A hot summer coming, expect higher air conditioning electric bills
CLEVELAND, Ohio — You can expect a hotter than normal summer and higher electric bills if you use air conditioning. But you won’t have to worry about brownouts.
Much of the eastern United States will see more 90-degree days than typically occur, AccuWeather predicts in its annual summer forecast issued Wednesday.
The forecast agrees with the U.S. Climate Prediction Center which currently sees warmer than normal temperatures this summer and well into the fall.
Heat and dryness are expected to be a problem across the Midwest, said Paul Pastelok, AccuWeather long-range forecaster. But Ohio may escape some of the hottest weather to the east and the driest conditions to the west, he added.
“In the cities, energy use will be high, no matter what,” he said. “You will be using more energy to cool your home this summer.”
Down on the farm, there is a good chance they will also see problems that could decrease corn production when fall arrives.
“We think June [in Ohio] will be hot and dry,” Pastelok explained. “That could affect growth in Ohio’s corn-growing regions. But the crucial month may be July when weather patterns [typically] change and storm fronts are more active.

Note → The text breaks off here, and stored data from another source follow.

//! Leadbot entry point.

use clap::Parser;
use tracing_subscriber::{fmt, EnvFilter};

use leadbot::cli::{Cli, Commands};
use leadbot::commands;

#[tokio::main]
async fn main() {
    // .env.local wins over .env; already-set variables win over both.
    let _ = dotenvy::from_filename(".env.local");
    let _ = dotenvy::dotenv();

    let cli = Cli::parse();

    let filter = EnvFilter::try_from_default_env().unwrap_or_else(|_| EnvFilter::new(cli.log_filter()));
    fmt().with_env_filter(filter).with_target(false).init();

    let result = match cli.command.unwrap_or(Commands::Serve) {
        Commands::Serve => commands::serve(&cli.options).await,
        Commands::Poll => commands::poll(&cli.options).await,
        Commands::EncryptToken { token, out } => {
            commands::encrypt_token_to_file(token.as_deref(), cli.options.passphrase.as_deref(), &out)
        }
    };

    if let Err(e) = result {
        eprintln!("Error: {}", e);
        std::process::exit(1);
    }
}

“If you don’t get rain in July, there will be a lot more 95-degree days and crops will be stressed. Farther north and west of Ohio there will be a greater chance of heat and dryness,” he said.

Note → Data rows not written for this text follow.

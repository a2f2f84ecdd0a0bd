//! Command-line interface definition using clap.

use std::path::PathBuf;
use std::time::Duration;

use clap::{Args, Parser, Subcommand};
use leadbot_telegram::config::{normalize_api_url, DEFAULT_API_URL};
use leadbot_telegram::{CredentialSource, TelegramConfig};
use secrecy::SecretString;
use url::Url;

/// Leadbot - landing-page leads delivered to a Telegram operator chat
#[derive(Parser, Debug)]
#[command(name = "leadbot")]
#[command(author, version, about, long_about = None)]
pub struct Cli {
    /// Enable verbose output (-v, -vv, -vvv)
    #[arg(short, long, action = clap::ArgAction::Count, global = true)]
    pub verbose: u8,

    #[command(flatten)]
    pub options: ServiceOptions,

    #[command(subcommand)]
    pub command: Option<Commands>,
}

#[derive(Subcommand, Debug, PartialEq, Eq)]
pub enum Commands {
    /// Run the HTTP server: lead submissions and the Telegram webhook (default)
    Serve,

    /// Run the bot with long polling instead of a webhook
    Poll,

    /// Encrypt a bot token for ENCRYPTED_TG_TOKEN or the token file
    EncryptToken {
        /// Plaintext bot token
        #[arg(env = "TOKEN", hide_env_values = true)]
        token: Option<String>,

        /// Output file
        #[arg(default_value = "encrypted.token")]
        out: PathBuf,
    },
}

/// Options shared by every run mode. Empty values count as unset.
#[derive(Args, Debug, Clone)]
pub struct ServiceOptions {
    /// Host to bind the HTTP server to
    #[arg(long, env = "LEADBOT_HOST", default_value = "0.0.0.0")]
    pub host: String,

    /// Port to bind the HTTP server to
    #[arg(long, env = "PORT", default_value_t = 3000)]
    pub port: u16,

    /// Directory of the JSON lead store
    #[arg(long, env = "LEADBOT_DATA_DIR", default_value = "./data")]
    pub data_dir: PathBuf,

    /// Keep leads in memory only
    #[arg(long)]
    pub memory: bool,

    /// Plaintext bot token
    #[arg(long, env = "TG_BOT_TOKEN", hide_env_values = true)]
    pub bot_token: Option<String>,

    /// Encrypted bot token (IV:TAG:CIPHERTEXT)
    #[arg(long, env = "ENCRYPTED_TG_TOKEN", hide_env_values = true)]
    pub encrypted_token: Option<String>,

    /// Passphrase for the encrypted token
    #[arg(long, env = "ENCRYPT_PW", hide_env_values = true)]
    pub passphrase: Option<String>,

    /// File holding the encrypted token
    #[arg(long, env = "TG_TOKEN_FILE", default_value = "my-app/encrypted.token")]
    pub token_file: PathBuf,

    /// Operator chat id for new-lead notifications
    #[arg(long, env = "TG_CHAT_ID", allow_hyphen_values = true)]
    pub chat_id: Option<String>,

    /// Bot API base URL
    #[arg(long, env = "TG_API_URL", default_value = DEFAULT_API_URL)]
    pub api_url: String,

    /// Public webhook URL registered at startup
    #[arg(long, env = "TG_WEBHOOK_URL")]
    pub webhook_url: Option<String>,

    /// Secret Telegram must echo on webhook calls
    #[arg(long, env = "TG_WEBHOOK_SECRET", hide_env_values = true)]
    pub webhook_secret: Option<String>,

    /// Hours east of UTC for card timestamps and daily stats
    #[arg(long, env = "LEADBOT_UTC_OFFSET", default_value_t = 3, allow_hyphen_values = true)]
    pub utc_offset: i32,

    /// Seconds a note prompt stays open
    #[arg(long, env = "LEADBOT_NOTE_TTL", default_value_t = 900)]
    pub note_ttl: u64,
}

fn non_empty(value: &Option<String>) -> Option<String> {
    value
        .as_deref()
        .map(str::trim)
        .filter(|v| !v.is_empty())
        .map(str::to_string)
}

impl ServiceOptions {
    /// Token sources in resolution order.
    pub fn credentials(&self) -> CredentialSource {
        CredentialSource {
            token: non_empty(&self.bot_token).map(SecretString::from),
            encrypted: non_empty(&self.encrypted_token),
            passphrase: non_empty(&self.passphrase).map(SecretString::from),
            token_file: Some(self.token_file.clone()),
        }
    }

    /// Builds the Telegram configuration, validating ids and URLs.
    pub fn telegram_config(&self) -> Result<TelegramConfig, String> {
        let chat_id = non_empty(&self.chat_id)
            .map(|raw| raw.parse::<i64>().map_err(|_| format!("TG_CHAT_ID is not an integer: {raw:?}")))
            .transpose()?;
        let api_url = normalize_api_url(&self.api_url).map_err(|e| format!("invalid TG_API_URL: {e}"))?;
        let webhook_url = non_empty(&self.webhook_url)
            .map(|raw| Url::parse(&raw).map_err(|e| format!("invalid TG_WEBHOOK_URL: {e}")))
            .transpose()?;

        Ok(TelegramConfig {
            credentials: self.credentials(),
            chat_id,
            api_url,
            utc_offset_hours: self.utc_offset,
            note_ttl: Duration::from_secs(self.note_ttl),
            webhook_url,
            webhook_secret: non_empty(&self.webhook_secret),
        })
    }
}

impl Cli {
    /// Tracing filter for the verbosity flag.
    pub fn log_filter(&self) -> &'static str {
        match self.verbose {
            0 => "leadbot=info,leadbot_api=info,leadbot_telegram=info,leadbot_persistence=info,teloxide=warn",
            1 => "leadbot=debug,leadbot_api=debug,leadbot_telegram=debug,leadbot_persistence=debug,tower_http=debug,teloxide=info",
            2 => "leadbot=trace,leadbot_api=trace,leadbot_telegram=trace,leadbot_persistence=trace,tower_http=trace,teloxide=debug",
            _ => "trace",
        }
    }
}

About 27 percent of Ohio’s corn planting has already been done, a little higher than usual, he said, and that may help.
What’s happening this week in Alberta, Canada, is a bad sign. The dry spring has led to forest fires.
“They have already had a 90-degree day up there. Eventually, the weather there will affect the Great Lakes region and Ohio. That is where the heat will come from,” he said.

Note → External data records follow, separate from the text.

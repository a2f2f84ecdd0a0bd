//! Error types for lead persistence.

use std::path::PathBuf;

use leadbot_models::LeadId;
use thiserror::Error;

/// Errors raised by a [`LeadStore`](crate::LeadStore).
#[derive(Debug, Error)]
pub enum StoreError {
    /// No lead with this id exists (never created or already deleted).
    #[error("lead #{0} not found")]
    NotFound(LeadId),

    #[error("failed to read {path}: {source}")]
    ReadError {
        path: PathBuf,
        #[source]
        source: std::io::Error,
    },

    #[error("failed to write {path}: {source}")]
    WriteError {
        path: PathBuf,
        #[source]
        source: std::io::Error,
    },

    #[error("failed to create directory {path}: {source}")]
    DirectoryError {
        path: PathBuf,
        #[source]
        source: std::io::Error,
    },

    #[error("lead data is corrupt: {0}")]
    Json(#[from] serde_json::Error),

    /// A blocking storage task panicked or was cancelled.
    #[error("storage task failed: {0}")]
    Task(String),
}

impl StoreError {
    /// Whether this error means the record is absent.
    pub fn is_not_found(&self) -> bool {
        matches!(self, StoreError::NotFound(_))
    }
}

/// Result type for store operations.
pub type Result<T> = std::result::Result<T, StoreError>;
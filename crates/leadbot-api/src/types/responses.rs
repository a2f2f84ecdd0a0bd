//! Response DTOs for the API.

use serde::Serialize;

/// Liveness response.
#[derive(Debug, Clone, Serialize)]
pub struct HealthResponse {
    pub status: String,
    pub version: String,
    pub uptime_seconds: u64,
}

/// Outcome of a lead submission.
///
/// `id` is present whenever the lead was stored, even if the notification
/// failed afterwards.
#[derive(Debug, Clone, Serialize)]
pub struct SubmitLeadResponse {
    pub ok: bool,
    pub id: i64,
    pub notified: bool,
    #[serde(skip_serializing_if = "Option::is_none")]
    pub error: Option<String>,
}

/// Webhook acknowledgement.
#[derive(Debug, Clone, Serialize)]
pub struct WebhookAck {
    pub ok: bool,
}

In the meantime, fickle May weather may have a surprise about the middle of the month — frost. A cold front that AccuWeather is tracking to arrive here about May 14 or 15 could include a couple of frosty mornings.
This week’s rains may prevent frost, Pastelok added, because frost is less likely to occur over wet ground.
PJM Interconnection, which manages the high-voltage electric grid supplying power to more than 61 million consumers in Ohio, 12 other states and Washington, D.C., delivered a bit of good news this week.
PJM predicted peak demand will be about 6 percent higher than a year ago.
The non-profit grid manager is predicting that total demand will peak at 152,131 megawatts. One megawatt, or 1 million watts, is enough electricity to power 800 to 1,000 homes. Last summer, PJM recorded peak demand on July 28 at 143,500 megawatts.
PJM noted in its forecast that power plants in the region have a total capacity to generate 183,912 megawatts. The company also has “demand response” contracts with large power users who are ready to stop using power during an emergency. Demand response contracts this year total 8,700 megawatts.